---------- Record set
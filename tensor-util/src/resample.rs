use crate::traits::ResampleOps;
use anyhow::Context;
use candle_core::{Device, Tensor};
use rand::Rng;
use rayon::prelude::*;

/// `(N, H, W, C)` to `(N, C, H, W)`
pub fn nhwc_to_nchw(x: &Tensor) -> anyhow::Result<Tensor> {
    Ok(x.permute((0, 3, 1, 2))?.contiguous()?)
}

/// `(N, C, H, W)` to `(N, H, W, C)`
pub fn nchw_to_nhwc(x: &Tensor) -> anyhow::Result<Tensor> {
    Ok(x.permute((0, 2, 3, 1))?.contiguous()?)
}

#[derive(Clone, Copy)]
enum Kernel {
    Bilinear,
    Bicubic,
}

impl ResampleOps for Tensor {
    type Mat = Self;

    fn resize_bilinear(&self, out_h: usize, out_w: usize) -> anyhow::Result<Self> {
        resize_2d(self, out_h, out_w, Kernel::Bilinear)
    }

    fn resize_bicubic(&self, out_h: usize, out_w: usize) -> anyhow::Result<Self> {
        resize_2d(self, out_h, out_w, Kernel::Bicubic)
    }
}

/// Separable resampling of an `(N, C, H, W)` tensor to `(N, C, out_h, out_w)`
/// with align_corners = false pixel-center mapping
fn resize_2d(x_nchw: &Tensor, out_h: usize, out_w: usize, kernel: Kernel) -> anyhow::Result<Tensor> {
    let (nn, cc, hh, ww) = x_nchw
        .dims4()
        .context("resample expects an (N, C, H, W) tensor")?;

    if out_h == 0 || out_w == 0 || hh == 0 || ww == 0 {
        anyhow::bail!(
            "cannot resample ({}, {}) to ({}, {})",
            hh,
            ww,
            out_h,
            out_w
        );
    }

    let src = x_nchw.contiguous()?.flatten_all()?.to_vec1::<f32>()?;
    let scale_h = hh as f32 / out_h as f32;
    let scale_w = ww as f32 / out_w as f32;

    let planes: Vec<Vec<f32>> = (0..(nn * cc))
        .into_par_iter()
        .map(|plane| {
            let base = plane * hh * ww;
            let mut out = vec![0_f32; out_h * out_w];
            for oy in 0..out_h {
                let sy = (oy as f32 + 0.5) * scale_h - 0.5;
                for ox in 0..out_w {
                    let sx = (ox as f32 + 0.5) * scale_w - 0.5;
                    out[oy * out_w + ox] = match kernel {
                        Kernel::Bilinear => sample_bilinear(&src[base..], hh, ww, sy, sx),
                        Kernel::Bicubic => sample_bicubic(&src[base..], hh, ww, sy, sx),
                    };
                }
            }
            out
        })
        .collect();

    let data: Vec<f32> = planes.into_iter().flatten().collect();
    Ok(Tensor::from_vec(data, (nn, cc, out_h, out_w), &Device::Cpu)?)
}

fn at_clamped(plane: &[f32], hh: usize, ww: usize, y: i64, x: i64) -> f32 {
    let y = y.clamp(0, hh as i64 - 1) as usize;
    let x = x.clamp(0, ww as i64 - 1) as usize;
    plane[y * ww + x]
}

fn sample_bilinear(plane: &[f32], hh: usize, ww: usize, sy: f32, sx: f32) -> f32 {
    let y0 = sy.floor() as i64;
    let x0 = sx.floor() as i64;
    let fy = sy - y0 as f32;
    let fx = sx - x0 as f32;

    let v00 = at_clamped(plane, hh, ww, y0, x0);
    let v01 = at_clamped(plane, hh, ww, y0, x0 + 1);
    let v10 = at_clamped(plane, hh, ww, y0 + 1, x0);
    let v11 = at_clamped(plane, hh, ww, y0 + 1, x0 + 1);

    let top = v00 + fx * (v01 - v00);
    let bot = v10 + fx * (v11 - v10);
    top + fy * (bot - top)
}

/// Catmull-Rom cubic weight with a = -0.75 (PyTorch convention)
fn cubic_weight(t: f32) -> f32 {
    let a = -0.75_f32;
    let t = t.abs();
    if t <= 1. {
        ((a + 2.) * t - (a + 3.)) * t * t + 1.
    } else if t < 2. {
        ((a * t - 5. * a) * t + 8. * a) * t - 4. * a
    } else {
        0.
    }
}

fn sample_bicubic(plane: &[f32], hh: usize, ww: usize, sy: f32, sx: f32) -> f32 {
    let y0 = sy.floor() as i64;
    let x0 = sx.floor() as i64;
    let fy = sy - y0 as f32;
    let fx = sx - x0 as f32;

    let wy: Vec<f32> = (-1..3).map(|k| cubic_weight(fy - k as f32)).collect();
    let wx: Vec<f32> = (-1..3).map(|k| cubic_weight(fx - k as f32)).collect();

    let mut acc = 0_f32;
    for (ky, wy_k) in (-1..3).zip(wy.iter()) {
        let mut row = 0_f32;
        for (kx, wx_k) in (-1..3).zip(wx.iter()) {
            row += wx_k * at_clamped(plane, hh, ww, y0 + ky, x0 + kx);
        }
        acc += wy_k * row;
    }
    acc
}

/// Center-crop `(N, C, H, W)` to the aspect ratio of `(out_h, out_w)`,
/// then bicubic-resize to exactly `(out_h, out_w)`
pub fn common_upscale(x_nchw: &Tensor, out_h: usize, out_w: usize) -> anyhow::Result<Tensor> {
    let (_, _, hh, ww) = x_nchw
        .dims4()
        .context("common_upscale expects an (N, C, H, W) tensor")?;

    let src_ratio = ww as f64 / hh as f64;
    let dst_ratio = out_w as f64 / out_h as f64;

    let cropped = if (src_ratio - dst_ratio).abs() > 1e-9 {
        if src_ratio > dst_ratio {
            let keep_w = ((hh as f64 * dst_ratio).round() as usize).clamp(1, ww);
            x_nchw.narrow(3, (ww - keep_w) / 2, keep_w)?
        } else {
            let keep_h = ((ww as f64 / dst_ratio).round() as usize).clamp(1, hh);
            x_nchw.narrow(2, (hh - keep_h) / 2, keep_h)?
        }
    } else {
        x_nchw.clone()
    };

    cropped.contiguous()?.resize_bicubic(out_h, out_w)
}

/// Random-resized crop: cut a random rectangle (area fraction in
/// `[0.08, 1.0]`, aspect ratio in `[3/4, 4/3]`, 10 attempts with a
/// center-crop fallback) and bilinear-resize it to `(out_h, out_w)`
pub fn random_resized_crop<R: Rng>(
    x_nchw: &Tensor,
    out_h: usize,
    out_w: usize,
    rng: &mut R,
) -> anyhow::Result<Tensor> {
    let (_, _, hh, ww) = x_nchw
        .dims4()
        .context("random_resized_crop expects an (N, C, H, W) tensor")?;

    if out_h == 0 || out_w == 0 {
        anyhow::bail!("cannot crop-resize to ({}, {})", out_h, out_w);
    }

    let (top, left, ch, cw) = crop_params(hh, ww, rng);
    let crop = x_nchw.narrow(2, top, ch)?.narrow(3, left, cw)?;
    crop.contiguous()?.resize_bilinear(out_h, out_w)
}

fn crop_params<R: Rng>(hh: usize, ww: usize, rng: &mut R) -> (usize, usize, usize, usize) {
    let area = (hh * ww) as f64;
    let log_ratio = (0.75_f64.ln(), (4_f64 / 3_f64).ln());

    for _ in 0..10 {
        let target_area = area * rng.random_range(0.08..=1.0);
        let ratio = rng.random_range(log_ratio.0..=log_ratio.1).exp();

        let cw = (target_area * ratio).sqrt().round() as usize;
        let ch = (target_area / ratio).sqrt().round() as usize;

        if cw > 0 && ch > 0 && cw <= ww && ch <= hh {
            let top = rng.random_range(0..=(hh - ch));
            let left = rng.random_range(0..=(ww - cw));
            return (top, left, ch, cw);
        }
    }

    // fallback: largest center crop at a valid aspect ratio
    let in_ratio = ww as f64 / hh as f64;
    let (ch, cw) = if in_ratio < 0.75 {
        let cw = ww;
        (((cw as f64) / 0.75).round() as usize, cw)
    } else if in_ratio > 4. / 3. {
        let ch = hh;
        (ch, ((ch as f64) * 4. / 3.).round() as usize)
    } else {
        (hh, ww)
    };
    let ch = ch.min(hh);
    let cw = cw.min(ww);
    ((hh - ch) / 2, (ww - cw) / 2, ch, cw)
}
use approx::assert_relative_eq;
use candle_core::{Device, Tensor};
use rand::rngs::StdRng;
use rand::SeedableRng;
use tensor_util::sampling::rnorm_like;
use tensor_util::traits::{SampleOps, ScalarStatOps};

#[test]
fn same_seed_same_draws() -> anyhow::Result<()> {
    let mut rng_a = StdRng::seed_from_u64(17);
    let mut rng_b = StdRng::seed_from_u64(17);

    let a = Tensor::rnorm(&[2, 3, 4], &mut rng_a)?;
    let b = Tensor::rnorm(&[2, 3, 4], &mut rng_b)?;

    assert_eq!(
        a.flatten_all()?.to_vec1::<f32>()?,
        b.flatten_all()?.to_vec1::<f32>()?
    );
    Ok(())
}

#[test]
fn zero_intensity_noise_is_zero() -> anyhow::Result<()> {
    let mut rng = StdRng::seed_from_u64(17);
    let x = Tensor::zeros((1, 4, 4, 3), candle_core::DType::F32, &Device::Cpu)?;

    let noise = rnorm_like(&x, 0., &mut rng)?;
    for v in noise.flatten_all()?.to_vec1::<f32>()? {
        assert_eq!(v, 0.);
    }
    Ok(())
}

#[test]
fn scalar_stats_over_a_known_tensor() -> anyhow::Result<()> {
    let x = Tensor::from_vec(vec![-2.0_f32, 0., 1., 5.], (2, 2), &Device::Cpu)?;

    assert_relative_eq!(x.min_scalar()?, -2.0, epsilon = 1e-6);
    assert_relative_eq!(x.max_scalar()?, 5.0, epsilon = 1e-6);
    assert_relative_eq!(x.mean_scalar()?, 1.0, epsilon = 1e-6);
    Ok(())
}

#[test]
fn uniform_draws_stay_in_range() -> anyhow::Result<()> {
    let mut rng = StdRng::seed_from_u64(23);
    let x = Tensor::runif(&[64], -1., 1., &mut rng)?;

    for v in x.flatten_all()?.to_vec1::<f32>()? {
        assert!((-1. ..1.).contains(&v));
    }
    Ok(())
}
--------------------
- What the exercise asks -
Run a filter over the data above and keep each line that contains the word "StdRng".

- Answer section -
use rand::rngs::StdRng;
    let mut rng_a = StdRng::seed_from_u64(17);
    let mut rng_b = StdRng::seed_from_u64(17);
    let mut rng = StdRng::seed_from_u64(17);
    let mut rng = StdRng::seed_from_u64(23);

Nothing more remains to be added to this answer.